▎ 摘　　要

The effects of doping graphene into the zinc oxide (ZnO) working electrode of dye-sensitized solar cells (DSSCs) were investigated. The factors investigated in the present study include the type and the amount of graphene in graphene/ZnO composite films. Two different types of graphene were used: a commercial product and one prepared by the Staudenmaier method. The commercial pristine graphene was treated in a mixed acid at 60 degrees C for 2 h to introduce carboxyl and hydroxyl groups to the surface of the carbon material, which improved its dispersion in polar solvents and probably also enhanced its interaction with ZnO nanoparticles, thereby promoting electron transport. The carbon materials were mixed with ZnO nanoparticles (similar to 20 nm) and fabricated into graphene/ZnO composite films by the doctor-blade method using a low-temperature heat-treatment process (150 degrees C for 1 h).
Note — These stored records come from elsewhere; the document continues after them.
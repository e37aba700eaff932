//! Redis-backed cache implementation.

use super::service::{CacheError, CacheResult, CacheService};
use async_trait::async_trait;
use redis::{AsyncCommands, Client, aio::ConnectionManager};
use tracing::{debug, error, info, warn};

/// Redis cache for GraphQL responses.
///
/// Uses `ConnectionManager` for connection reuse. All operations are
/// fail-open: errors are logged but don't propagate to callers.
pub struct RedisCache {
    client: ConnectionManager,
    default_ttl: u64,
    key_prefix: String,
}

impl RedisCache {
    /// Connects to Redis, validates the connection with a PING, and configures the default TTL.
    ///
    /// # Errors
    ///
    /// Returns [`CacheError::ConnectionError`] if the URL is invalid, the connection cannot
    /// be established, or the PING health check fails.
    pub async fn connect(redis_url: &str, default_ttl_seconds: u64) -> CacheResult<Self> {
        info!("Connecting to Redis");

        let client = Client::open(redis_url).map_err(|e| {
            CacheError::ConnectionError(format!("Failed to create Redis client: {}", e))
        })?;

        let manager = ConnectionManager::new(client).await.map_err(|e| {
            CacheError::ConnectionError(format!("Failed to connect to Redis: {}", e))
        })?;

        let mut test_conn = manager.clone();
        test_conn
            .ping::<()>()
            .await
            .map_err(|e| CacheError::ConnectionError(format!("Redis PING failed: {}", e)))?;

        info!("✓ Connected to Redis");

        Ok(Self {
            client: manager,
            default_ttl: default_ttl_seconds.max(1),
            key_prefix: "portal:".to_string(),
        })
    }

    fn build_key(&self, key: &str) -> String {
        format!("{}{}", self.key_prefix, key)
    }
}

#[async_trait]
impl CacheService for RedisCache {
    async fn get(&self, key: &str) -> CacheResult<Option<String>> {
        let full_key = self.build_key(key);
        let mut conn = self.client.clone();

        match conn.get::<_, Option<String>>(&full_key).await {
            Ok(Some(payload)) => {
                debug!("Cache HIT: {}", key);
                Ok(Some(payload))
            }
            Ok(None) => {
                debug!("Cache MISS: {}", key);
                Ok(None)
            }
            Err(e) => {
                error!("Redis GET error for {}: {}", key, e);
                Ok(None)
            }
        }
    }

    async fn set(&self, key: &str, payload: &str, ttl: Option<u64>) -> CacheResult<()> {
        let full_key = self.build_key(key);
        let mut conn = self.client.clone();
        let ttl_seconds = ttl.unwrap_or(self.default_ttl);

        match conn
            .set_ex::<_, _, ()>(&full_key, payload, ttl_seconds)
            .await
        {
            Ok(_) => {
                debug!("Cache SET: {} ({} bytes, TTL: {}s)", key, payload.len(), ttl_seconds);
                Ok(())
            }
            Err(e) => {
                warn!("Redis SET error for {}: {}", key, e);
                Ok(())
            }
        }
    }

    async fn invalidate(&self, key: &str) -> CacheResult<bool> {
        let full_key = self.build_key(key);
        let mut conn = self.client.clone();

        match conn.del::<_, i32>(&full_key).await {
            Ok(deleted) => {
                if deleted > 0 {
                    debug!("Cache INVALIDATE: {}", key);
                }
                Ok(deleted > 0)
            }
            Err(e) => {
                warn!("Redis DEL error for {}: {}", key, e);
                Err(CacheError::OperationError(e.to_string()))
            }
        }
    }

    async fn health_check(&self) -> bool {
        let mut conn = self.client.clone();
        conn.ping::<()>().await.is_ok()
    }
}
//! Server-rendered portal pages.
//!
//! Uses Askama templates from `templates/`. Handlers build view models from
//! [`view`] so templates only print prepared values.
//!
//! # Modules
//!
//! - [`handlers`] - Page and feed handlers
//! - [`routes`] - Page route configuration
//! - [`view`] - View models shared by templates

pub mod handlers;
pub mod routes;
pub mod view;
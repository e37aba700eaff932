//! GraphQL access to the public SpaceX launch API.
//!
//! - [`GraphqlClient`] - HTTP transport, envelope decoding and response caching
//! - [`GraphqlLaunchRepository`] - [`crate::domain::repositories::LaunchRepository`] over the fixed queries

mod client;
mod launch_repository;
pub mod queries;
mod records;

pub use client::{FetchPolicy, GraphqlClient, GraphqlError};
pub use launch_repository::{GraphqlLaunchRepository, page_variables};
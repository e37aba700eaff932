//! Random identifiers for feed sessions.

use rand::RngCore;

const SESSION_ID_BYTES: usize = 16;

/// Generates a random 128-bit session id as 32 lowercase hex characters.
pub fn generate_session_id() -> String {
    let mut buffer = [0u8; SESSION_ID_BYTES];
    rand::rng().fill_bytes(&mut buffer);
    hex::encode(buffer)
}

/// Returns true if `id` has the shape produced by [`generate_session_id`].
pub fn is_session_id(id: &str) -> bool {
    id.len() == SESSION_ID_BYTES * 2 && id.bytes().all(|b| matches!(b, b'0'..=b'9' | b'a'..=b'f'))
}
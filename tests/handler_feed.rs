mod common;

use std::sync::Arc;

use axum::http::StatusCode;
use axum_test::TestServer;
use common::{ScriptedRepository, Step, StubRepository, launch, launch_with_video, launches};
use serde_json::Value;

fn make_server(repo: Arc<dyn launch_portal::domain::repositories::LaunchRepository>) -> TestServer {
    let state = common::create_test_state(repo);
    TestServer::new(common::test_app(state)).unwrap()
}

async fn open_session(server: &TestServer, query: &str) -> String {
    let html = server.get(&format!("/launches{query}")).await.text();
    common::session_id(&html)
}

// ─── next ────────────────────────────────────────────────────────────────────

#[tokio::test]
async fn test_next_appends_until_end() {
    let server = make_server(Arc::new(StubRepository::new(launches(30))));
    let session = open_session(&server, "").await;

    let body: Value = server
        .post(&format!("/launches/feed/{session}/next"))
        .await
        .json();
    assert_eq!(body["appended"], 12);
    assert_eq!(body["total"], 24);
    assert_eq!(body["reached_end"], false);
    assert!(body["error"].is_null());
    assert!(body["html"].as_str().unwrap().contains("Mission L12"));
    assert!(!body["html"].as_str().unwrap().contains("Mission L11"));

    let body: Value = server
        .post(&format!("/launches/feed/{session}/next"))
        .await
        .json();
    assert_eq!(body["appended"], 6);
    assert_eq!(body["total"], 30);
    assert_eq!(body["reached_end"], true);

    let body: Value = server
        .post(&format!("/launches/feed/{session}/next"))
        .await
        .json();
    assert_eq!(body["appended"], 0);
    assert!(body["html"].as_str().unwrap().trim().is_empty());
    assert_eq!(body["reached_end"], true);
}

#[tokio::test]
async fn test_next_failure_then_retry_same_offset() {
    let first_page: Vec<_> = (0..12).map(|i| launch(&format!("A{i}"))).collect();
    let second_page: Vec<_> = (0..12).map(|i| launch(&format!("B{i}"))).collect();
    let repo = Arc::new(ScriptedRepository::new(vec![
        Step::Page(first_page),
        Step::Fail,
        Step::Page(second_page),
    ]));
    let server = make_server(repo.clone());
    let session = open_session(&server, "").await;

    let failed: Value = server
        .post(&format!("/launches/feed/{session}/next"))
        .await
        .json();
    assert_eq!(failed["appended"], 0);
    assert_eq!(failed["total"], 12);
    assert!(failed["error"].is_string());

    let retried: Value = server
        .post(&format!("/launches/feed/{session}/next"))
        .await
        .json();
    assert_eq!(retried["appended"], 12);
    assert_eq!(retried["total"], 24);
    assert!(retried["error"].is_null());

    assert_eq!(repo.offsets(), vec![0, 12, 12]);
}

#[tokio::test]
async fn test_unknown_session_is_not_found() {
    let server = make_server(Arc::new(StubRepository::new(launches(3))));

    let response = server
        .post(&format!("/launches/feed/{}/next", "0".repeat(32)))
        .await;
    response.assert_status(StatusCode::NOT_FOUND);
    let body: Value = response.json();
    assert_eq!(body["error"]["code"], "not_found");

    server
        .post("/launches/feed/not-a-session/next")
        .await
        .assert_status(StatusCode::NOT_FOUND);
}

#[tokio::test]
async fn test_next_continues_after_filtered_empty_first_page() {
    let mut all = launches(12);
    all.push(launch_with_video("V1"));
    let server = make_server(Arc::new(StubRepository::new(all)));
    let session = open_session(&server, "?video=1&page_size=12").await;

    let body: Value = server
        .post(&format!("/launches/feed/{session}/next"))
        .await
        .json();
    assert_eq!(body["appended"], 1);
    assert_eq!(body["total"], 1);
    assert_eq!(body["reached_end"], true);
    assert!(body["html"].as_str().unwrap().contains("Mission V1"));
}

// ─── reset ───────────────────────────────────────────────────────────────────

#[tokio::test]
async fn test_reset_replaces_list_with_filtered_first_page() {
    let mut all = launches(5);
    all.insert(1, launch_with_video("V1"));
    all.insert(4, launch_with_video("V2"));
    let server = make_server(Arc::new(StubRepository::new(all)));
    let session = open_session(&server, "?page_size=2").await;

    let body: Value = server
        .post(&format!("/launches/feed/{session}/reset?video=1&page_size=50"))
        .await
        .json();

    let html = body["html"].as_str().unwrap();
    assert_eq!(body["appended"], 2);
    assert_eq!(body["total"], 2);
    assert_eq!(body["reached_end"], true);
    assert!(html.contains("Mission V1"));
    assert!(html.contains("Mission V2"));
    assert!(html.contains("Com Vídeo"));
    assert!(!html.contains("Mission L0"));
}

#[tokio::test]
async fn test_reset_without_filter_starts_over() {
    let server = make_server(Arc::new(StubRepository::new(launches(10))));
    let session = open_session(&server, "?page_size=4").await;

    server
        .post(&format!("/launches/feed/{session}/next"))
        .await
        .assert_status_ok();

    let body: Value = server
        .post(&format!("/launches/feed/{session}/reset?page_size=4"))
        .await
        .json();
    assert_eq!(body["total"], 4);
    assert!(body["html"].as_str().unwrap().contains("Mission L0"));
}

// ─── close ───────────────────────────────────────────────────────────────────

#[tokio::test]
async fn test_close_removes_session() {
    let server = make_server(Arc::new(StubRepository::new(launches(30))));
    let session = open_session(&server, "").await;

    server
        .post(&format!("/launches/feed/{session}/close"))
        .await
        .assert_status(StatusCode::NO_CONTENT);

    server
        .post(&format!("/launches/feed/{session}/next"))
        .await
        .assert_status(StatusCode::NOT_FOUND);

    // Closing twice is harmless.
    server
        .post(&format!("/launches/feed/{session}/close"))
        .await
        .assert_status(StatusCode::NO_CONTENT);
}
Regardless of the type of graphene, an appropriate graphene level boosted the short-circuit current density and thus the overall conversion efficiency of resulting cells. An excessive amount of graphene, in contrast, reduced not only the photocurrent but also the open-circuit voltage, leading to DSSCs of low efficiencies. The best performing device contained 0.01 wt% of the Staudenmaier graphene and reached a power conversion efficiency of 3.67%, corresponding to a 20% improvement compared to the pure ZnO reference cell.